> What the task requires
When you reach the line with "let config = AppConfig::load();" in the data below, begin printing lines exactly, and stop once the line with "storage backend; falling" has been printed.

━━━━━━━━

//! partyroom-back binary entrypoint wiring the REST layer, the admission guard and storage.

use std::{env, net::SocketAddr, sync::Arc, time::{Duration, Instant}};

use anyhow::Context;
use tokio::net::TcpListener;
use tracing::{debug, info, warn};
use tracing_subscriber::{layer::SubscriberExt, util::SubscriberInitExt};

use partyroom_back::{
    build_router,
    config::AppConfig,
    dao::room_store::memory::MemoryRoomStore,
    state::{AppState, SharedState},
};

const PRUNE_INTERVAL: Duration = Duration::from_secs(60);

#[tokio::main]
async fn main() -> anyhow::Result<()> {
    init_tracing();

    let config = AppConfig::load();
    let app_state = AppState::new(config);

    start_storage(app_state.clone()).await;
    tokio::spawn(prune_rate_limits(app_state.clone()));

    let app = build_router(app_state);

    let port = env::var("PORT")
        .or_else(|_| env::var("SERVER_PORT"))
        .ok()
        .and_then(|value| value.parse::<u16>().ok())
        .unwrap_or(8080);

    let addr = SocketAddr::from(([0, 0, 0, 0], port));
    info!(%addr, "starting server");

    let listener = TcpListener::bind(addr).await.context("binding server")?;
    let service = app.into_make_service_with_connect_info::<SocketAddr>();
    axum::serve(listener, service)
        .with_graceful_shutdown(shutdown_signal())
        .await
        .context("serving axum")?;

    Ok(())
}

/// Install the backend named by `STORAGE_BACKEND` (`mongo` by default, or `memory`).
async fn start_storage(state: SharedState) {
    let backend = env::var("STORAGE_BACKEND").unwrap_or_else(|_| "mongo".into());
    match backend.as_str() {
        "memory" => {
            info!("using in-memory storage; data is lost on restart");
            state.set_room_store(Arc::new(MemoryRoomStore::new())).await;
        }
        #[cfg(feature = "mongo-store")]
        "mongo" => {
            tokio::spawn(partyroom_back::services::storage_supervisor::run(
                state,
                connect_mongo,
            ));
        }
        other => {
            warn!(backend = other, "unsupported storage backend; falling back to memory");
            state.set_room_store(Arc::new(MemoryRoomStore::new())).await;
        }
    }
}

#[cfg(feature = "mongo-store")]
async fn connect_mongo()
-> Result<Arc<dyn partyroom_back::dao::room_store::RoomStore>, partyroom_back::dao::storage::StorageError>
{
    use partyroom_back::dao::room_store::mongodb::{MongoConfig, MongoRoomStore};

    let config = MongoConfig::from_env().await?;
    let store = MongoRoomStore::connect(config).await?;
    Ok(Arc::new(store))
}

/// Periodically drop closed rate-limit windows so idle clients do not accumulate.
async fn prune_rate_limits(state: SharedState) {
    let mut ticker = tokio::time::interval(PRUNE_INTERVAL);
    loop {
        ticker.tick().await;
        let removed = state.rate_limiter().prune(Instant::now());
        if removed > 0 {
            debug!(removed, "pruned rate-limit windows");
        }
    }
}

/// Configure tracing subscribers so logs include spans by default.
fn init_tracing() {
    let env_filter = tracing_subscriber::EnvFilter::try_from_default_env()
        .unwrap_or_else(|_| "info,tower_http=debug".into());
    tracing_subscriber::registry()
        .with(env_filter)
        .with(tracing_subscriber::fmt::layer())
        .init();
}

/// Wait for Ctrl+C or SIGTERM and shut the server down gracefully.
async fn shutdown_signal() {
    #[cfg(unix)]
    {
        use tokio::signal::unix::{SignalKind, signal};

        match signal(SignalKind::terminate()) {
            Ok(mut term) => {
                tokio::select! {
                    _ = tokio::signal::ctrl_c() => {},
                    _ = term.recv() => {},
                }
            }
            Err(err) => {
                warn!(error = %err, "cannot install SIGTERM handler; waiting for Ctrl+C only");
                let _ = tokio::signal::ctrl_c().await;
            }
        }
    }

    #[cfg(not(unix))]
    {
        let _ = tokio::signal::ctrl_c().await;
    }
}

━━━━━━━━

> Solution to this exercise
    let config = AppConfig::load();
    let app_state = AppState::new(config);

    start_storage(app_state.clone()).await;
    tokio::spawn(prune_rate_limits(app_state.clone()));

    let app = build_router(app_state);

    let port = env::var("PORT")
        .or_else(|_| env::var("SERVER_PORT"))
        .ok()
        .and_then(|value| value.parse::<u16>().ok())
        .unwrap_or(8080);

    let addr = SocketAddr::from(([0, 0, 0, 0], port));
    info!(%addr, "starting server");

    let listener = TcpListener::bind(addr).await.context("binding server")?;
    let service = app.into_make_service_with_connect_info::<SocketAddr>();
    axum::serve(listener, service)
        .with_graceful_shutdown(shutdown_signal())
        .await
        .context("serving axum")?;

    Ok(())
}

/// Install the backend named by `STORAGE_BACKEND` (`mongo` by default, or `memory`).
async fn start_storage(state: SharedState) {
    let backend = env::var("STORAGE_BACKEND").unwrap_or_else(|_| "mongo".into());
    match backend.as_str() {
        "memory" => {
            info!("using in-memory storage; data is lost on restart");
            state.set_room_store(Arc::new(MemoryRoomStore::new())).await;
        }
        #[cfg(feature = "mongo-store")]
        "mongo" => {
            tokio::spawn(partyroom_back::services::storage_supervisor::run(
                state,
                connect_mongo,
            ));
        }
        other => {
            warn!(backend = other, "unsupported storage backend; falling back to memory");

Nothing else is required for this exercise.